[Collected data]
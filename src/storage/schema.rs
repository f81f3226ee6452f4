//! Database schema definitions
//!
//! Timestamps are stored as fixed-width RFC 3339 UTC strings so that text
//! ordering matches chronological ordering.

/// SQL schema for the database
pub const SCHEMA_SQL: &str = r#"
-- One row per unique normalized URL
CREATE TABLE IF NOT EXISTS urls (
    id INTEGER PRIMARY KEY AUTOINCREMENT,
    url TEXT NOT NULL UNIQUE,
    status TEXT NOT NULL,
    http_status INTEGER,
    last_attempted_at TEXT,
    retry_count INTEGER NOT NULL DEFAULT 0,
    created_at TEXT NOT NULL,
    updated_at TEXT NOT NULL
);

CREATE INDEX IF NOT EXISTS idx_urls_status ON urls(status);
CREATE INDEX IF NOT EXISTS idx_urls_retry ON urls(status, retry_count, last_attempted_at);

-- SEO extract of the last successful crawl
CREATE TABLE IF NOT EXISTS seo_data (
    url_id INTEGER PRIMARY KEY REFERENCES urls(id),
    title TEXT,
    meta_description TEXT
);

CREATE TABLE IF NOT EXISTS seo_headings (
    url_id INTEGER NOT NULL REFERENCES urls(id),
    level INTEGER NOT NULL,
    position INTEGER NOT NULL,
    text TEXT NOT NULL,
    PRIMARY KEY (url_id, level, position)
);

CREATE TABLE IF NOT EXISTS seo_issues (
    id INTEGER PRIMARY KEY AUTOINCREMENT,
    url_id INTEGER NOT NULL REFERENCES urls(id),
    issue_type TEXT NOT NULL,
    details TEXT NOT NULL
);

CREATE INDEX IF NOT EXISTS idx_seo_issues_url ON seo_issues(url_id);

-- One row per non-preview invocation
CREATE TABLE IF NOT EXISTS runs (
    id INTEGER PRIMARY KEY AUTOINCREMENT,
    started_at TEXT NOT NULL,
    finished_at TEXT,
    config_hash TEXT NOT NULL,
    mode TEXT NOT NULL,
    pages_processed INTEGER NOT NULL DEFAULT 0,
    successes INTEGER NOT NULL DEFAULT 0,
    retried_later INTEGER NOT NULL DEFAULT 0,
    failed_permanently INTEGER NOT NULL DEFAULT 0,
    discovered INTEGER NOT NULL DEFAULT 0
);
"#;

/// Initializes the database schema
pub fn initialize_schema(conn: &rusqlite::Connection) -> Result<(), rusqlite::Error> {
    conn.execute_batch(SCHEMA_SQL)?;
    Ok(())
}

Exercise:
From the records above, copy only the lines starting with the line that holds "CREATE TABLE IF NOT EXISTS seo_issues" and going on through the line that holds "the database schema", exactly as written.

Written answer:
CREATE TABLE IF NOT EXISTS seo_issues (
    id INTEGER PRIMARY KEY AUTOINCREMENT,
    url_id INTEGER NOT NULL REFERENCES urls(id),
    issue_type TEXT NOT NULL,
    details TEXT NOT NULL
);

CREATE INDEX IF NOT EXISTS idx_seo_issues_url ON seo_issues(url_id);

-- One row per non-preview invocation
CREATE TABLE IF NOT EXISTS runs (
    id INTEGER PRIMARY KEY AUTOINCREMENT,
    started_at TEXT NOT NULL,
    finished_at TEXT,
    config_hash TEXT NOT NULL,
    mode TEXT NOT NULL,
    pages_processed INTEGER NOT NULL DEFAULT 0,
    successes INTEGER NOT NULL DEFAULT 0,
    retried_later INTEGER NOT NULL DEFAULT 0,
    failed_permanently INTEGER NOT NULL DEFAULT 0,
    discovered INTEGER NOT NULL DEFAULT 0
);
"#;

/// Initializes the database schema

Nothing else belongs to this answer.